───── INFORMATION PROVIDED ─────

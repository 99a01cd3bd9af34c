//! Database pool construction.
//!
//! Production reads from Postgres; tests and local runs use SQLite. Both go
//! through sqlx's `Any` driver so the repository issues one set of queries.

use std::time::Duration;

use sqlx::any::{install_default_drivers, AnyPoolOptions};
use sqlx::AnyPool;

/// Default number of pooled connections.
pub const DEFAULT_MAX_CONNECTIONS: u32 = 5;

const TRAFFIC_DATA_SCHEMA: &str = "CREATE TABLE IF NOT EXISTS traffic_data (
    time_bin TEXT NOT NULL,
    direction INTEGER NOT NULL,
    volume INTEGER NOT NULL,
    location TEXT NOT NULL
)";

/// Open a pool with the default connection limit.
pub async fn create_pool(database_url: &str) -> Result<AnyPool, sqlx::Error> {
    create_pool_with(database_url, DEFAULT_MAX_CONNECTIONS).await
}

/// Open a pool for `database_url`.
///
/// SQLite databases get the `traffic_data` table created on first use. An
/// in-memory SQLite database lives only as long as its connection, so it is
/// pinned to a single connection that is never recycled.
pub async fn create_pool_with(
    database_url: &str,
    max_connections: u32,
) -> Result<AnyPool, sqlx::Error> {
    install_default_drivers();

    let in_memory = database_url.contains(":memory:");
    let options = if in_memory {
        AnyPoolOptions::new()
            .max_connections(1)
            .min_connections(1)
            .idle_timeout(None)
            .max_lifetime(None)
    } else {
        AnyPoolOptions::new()
            .max_connections(max_connections)
            .acquire_timeout(Duration::from_secs(5))
    };

    let pool = options.connect(database_url).await?;

    if database_url.starts_with("sqlite:") {
        sqlx::query(TRAFFIC_DATA_SCHEMA).execute(&pool).await?;
    }

    Ok(pool)
}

─────

§ **WORK INSTRUCTION**
In full and word for word, restate the data.

§ **ANSWER FOR THIS EXERCISE**
repository 99a01cd3bd9af34c
//! Database pool construction.
//!
//! Production reads from Postgres; tests and local runs use SQLite. Both go
//! through sqlx's `Any` driver so the repository issues one set of queries.

use std::time::Duration;

use sqlx::any::{install_default_drivers, AnyPoolOptions};
use sqlx::AnyPool;

/// Default number of pooled connections.
pub const DEFAULT_MAX_CONNECTIONS: u32 = 5;

const TRAFFIC_DATA_SCHEMA: &str = "CREATE TABLE IF NOT EXISTS traffic_data (
    time_bin TEXT NOT NULL,
    direction INTEGER NOT NULL,
    volume INTEGER NOT NULL,
    location TEXT NOT NULL
)";

/// Open a pool with the default connection limit.
pub async fn create_pool(database_url: &str) -> Result<AnyPool, sqlx::Error> {
    create_pool_with(database_url, DEFAULT_MAX_CONNECTIONS).await
}

/// Open a pool for `database_url`.
///
/// SQLite databases get the `traffic_data` table created on first use. An
/// in-memory SQLite database lives only as long as its connection, so it is
/// pinned to a single connection that is never recycled.
pub async fn create_pool_with(
    database_url: &str,
    max_connections: u32,
) -> Result<AnyPool, sqlx::Error> {
    install_default_drivers();

    let in_memory = database_url.contains(":memory:");
    let options = if in_memory {
        AnyPoolOptions::new()
            .max_connections(1)
            .min_connections(1)
            .idle_timeout(None)
            .max_lifetime(None)
    } else {
        AnyPoolOptions::new()
            .max_connections(max_connections)
            .acquire_timeout(Duration::from_secs(5))
    };

    let pool = options.connect(database_url).await?;

    if database_url.starts_with("sqlite:") {
        sqlx::query(TRAFFIC_DATA_SCHEMA).execute(&pool).await?;
    }

    Ok(pool)
}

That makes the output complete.